//! Task dispatcher: routes a task to the executor registered for its type.
//!
//! A simple `task_type`-indexed registry of boxed executors. The dispatcher
//! is itself a [`TaskExecutor`], so the graph executor never needs to know
//! about task types.

use std::collections::HashMap;

use taskflow_types::error::TaskError;
use taskflow_types::task::TaskConfig;

use super::box_executor::BoxTaskExecutor;
use super::executor::{TaskExecutor, TaskOutput};

/// Registry of task executors, indexed by task type.
#[derive(Debug, Default)]
pub struct TaskDispatcher {
    executors: HashMap<String, BoxTaskExecutor>,
}

impl TaskDispatcher {
    pub fn new() -> Self {
        Self::default()
    }

    /// Register an executor for a task type.
    ///
    /// If an executor for this type already exists, it is replaced.
    pub fn register<E: TaskExecutor + 'static>(&mut self, task_type: impl Into<String>, executor: E) {
        self.executors
            .insert(task_type.into(), BoxTaskExecutor::new(executor));
    }

    /// Builder-style [`register`](Self::register).
    pub fn with<E: TaskExecutor + 'static>(mut self, task_type: impl Into<String>, executor: E) -> Self {
        self.register(task_type, executor);
        self
    }

    pub fn get(&self, task_type: &str) -> Option<&BoxTaskExecutor> {
        self.executors.get(task_type)
    }

    pub fn contains(&self, task_type: &str) -> bool {
        self.executors.contains_key(task_type)
    }

    /// Registered task types, sorted.
    pub fn task_types(&self) -> Vec<&str> {
        let mut types: Vec<&str> = self.executors.keys().map(String::as_str).collect();
        types.sort_unstable();
        types
    }

    /// Task types used by `tasks` that have no registered executor.
    pub fn missing_types<'a>(&self, tasks: impl IntoIterator<Item = &'a TaskConfig>) -> Vec<String> {
        let mut missing: Vec<String> = tasks
            .into_iter()
            .filter(|t| !self.contains(&t.task_type))
            .map(|t| t.task_type.clone())
            .collect();
        missing.sort_unstable();
        missing.dedup();
        missing
    }
}

impl TaskExecutor for TaskDispatcher {
    async fn execute(&self, task: &TaskConfig) -> Result<TaskOutput, TaskError> {
        match self.executors.get(&task.task_type) {
            Some(executor) => executor.execute(task).await,
            None => Err(TaskError::UnknownTaskType(task.task_type.clone())),
        }
    }
}

#[cfg(test)]
mod tests {
    use super::*;
    use crate::task::FnExecutor;
    use serde_json::json;

    fn dispatcher() -> TaskDispatcher {
        TaskDispatcher::new()
            .with("echo", FnExecutor::new(|t: TaskConfig| async move { Ok(json!(t.task_id)) }))
            .with("fail", FnExecutor::new(|_t: TaskConfig| async move {
                Err(TaskError::failed("always"))
            }))
    }

    #[tokio::test]
    async fn test_routes_by_task_type() {
        let d = dispatcher();
        let out = d.execute(&TaskConfig::new("a", "echo")).await.unwrap();
        assert_eq!(out, json!("a"));
        let err = d.execute(&TaskConfig::new("b", "fail")).await.unwrap_err();
        assert_eq!(err, TaskError::failed("always"));
    }

    #[tokio::test]
    async fn test_unknown_type_is_not_retryable() {
        let d = dispatcher();
        let err = d.execute(&TaskConfig::new("a", "train")).await.unwrap_err();
        assert_eq!(err, TaskError::UnknownTaskType("train".into()));
        assert!(!err.is_retryable());
    }

    #[test]
    fn test_lists_and_reports_missing_types() {
        let d = dispatcher();
        assert_eq!(d.task_types(), vec!["echo", "fail"]);
        let tasks = vec![
            TaskConfig::new("a", "echo"),
            TaskConfig::new("b", "train"),
            TaskConfig::new("c", "train"),
        ];
        assert_eq!(d.missing_types(&tasks), vec!["train"]);
    }
}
※ ※ ※
What you need to do. Repeat every line of the material exactly as given.

Exercise answer.
//! Task dispatcher: routes a task to the executor registered for its type.
//!
//! A simple `task_type`-indexed registry of boxed executors. The dispatcher
//! is itself a [`TaskExecutor`], so the graph executor never needs to know
//! about task types.

use std::collections::HashMap;

use taskflow_types::error::TaskError;
use taskflow_types::task::TaskConfig;

use super::box_executor::BoxTaskExecutor;
use super::executor::{TaskExecutor, TaskOutput};

/// Registry of task executors, indexed by task type.
#[derive(Debug, Default)]
pub struct TaskDispatcher {
    executors: HashMap<String, BoxTaskExecutor>,
}

impl TaskDispatcher {
    pub fn new() -> Self {
        Self::default()
    }

    /// Register an executor for a task type.
    ///
    /// If an executor for this type already exists, it is replaced.
    pub fn register<E: TaskExecutor + 'static>(&mut self, task_type: impl Into<String>, executor: E) {
        self.executors
            .insert(task_type.into(), BoxTaskExecutor::new(executor));
    }

    /// Builder-style [`register`](Self::register).
    pub fn with<E: TaskExecutor + 'static>(mut self, task_type: impl Into<String>, executor: E) -> Self {
        self.register(task_type, executor);
        self
    }

    pub fn get(&self, task_type: &str) -> Option<&BoxTaskExecutor> {
        self.executors.get(task_type)
    }

    pub fn contains(&self, task_type: &str) -> bool {
        self.executors.contains_key(task_type)
    }

    /// Registered task types, sorted.
    pub fn task_types(&self) -> Vec<&str> {
        let mut types: Vec<&str> = self.executors.keys().map(String::as_str).collect();
        types.sort_unstable();
        types
    }

    /// Task types used by `tasks` that have no registered executor.
    pub fn missing_types<'a>(&self, tasks: impl IntoIterator<Item = &'a TaskConfig>) -> Vec<String> {
        let mut missing: Vec<String> = tasks
            .into_iter()
            .filter(|t| !self.contains(&t.task_type))
            .map(|t| t.task_type.clone())
            .collect();
        missing.sort_unstable();
        missing.dedup();
        missing
    }
}

impl TaskExecutor for TaskDispatcher {
    async fn execute(&self, task: &TaskConfig) -> Result<TaskOutput, TaskError> {
        match self.executors.get(&task.task_type) {
            Some(executor) => executor.execute(task).await,
            None => Err(TaskError::UnknownTaskType(task.task_type.clone())),
        }
    }
}

#[cfg(test)]
mod tests {
    use super::*;
    use crate::task::FnExecutor;
    use serde_json::json;

    fn dispatcher() -> TaskDispatcher {
        TaskDispatcher::new()
            .with("echo", FnExecutor::new(|t: TaskConfig| async move { Ok(json!(t.task_id)) }))
            .with("fail", FnExecutor::new(|_t: TaskConfig| async move {
                Err(TaskError::failed("always"))
            }))
    }

    #[tokio::test]
    async fn test_routes_by_task_type() {
        let d = dispatcher();
        let out = d.execute(&TaskConfig::new("a", "echo")).await.unwrap();
        assert_eq!(out, json!("a"));
        let err = d.execute(&TaskConfig::new("b", "fail")).await.unwrap_err();
        assert_eq!(err, TaskError::failed("always"));
    }

    #[tokio::test]
    async fn test_unknown_type_is_not_retryable() {
        let d = dispatcher();
        let err = d.execute(&TaskConfig::new("a", "train")).await.unwrap_err();
        assert_eq!(err, TaskError::UnknownTaskType("train".into()));
        assert!(!err.is_retryable());
    }

    #[test]
    fn test_lists_and_reports_missing_types() {
        let d = dispatcher();
        assert_eq!(d.task_types(), vec!["echo", "fail"]);
        let tasks = vec![
            TaskConfig::new("a", "echo"),
            TaskConfig::new("b", "train"),
            TaskConfig::new("c", "train"),
        ];
        assert_eq!(d.missing_types(&tasks), vec!["train"]);
    }
}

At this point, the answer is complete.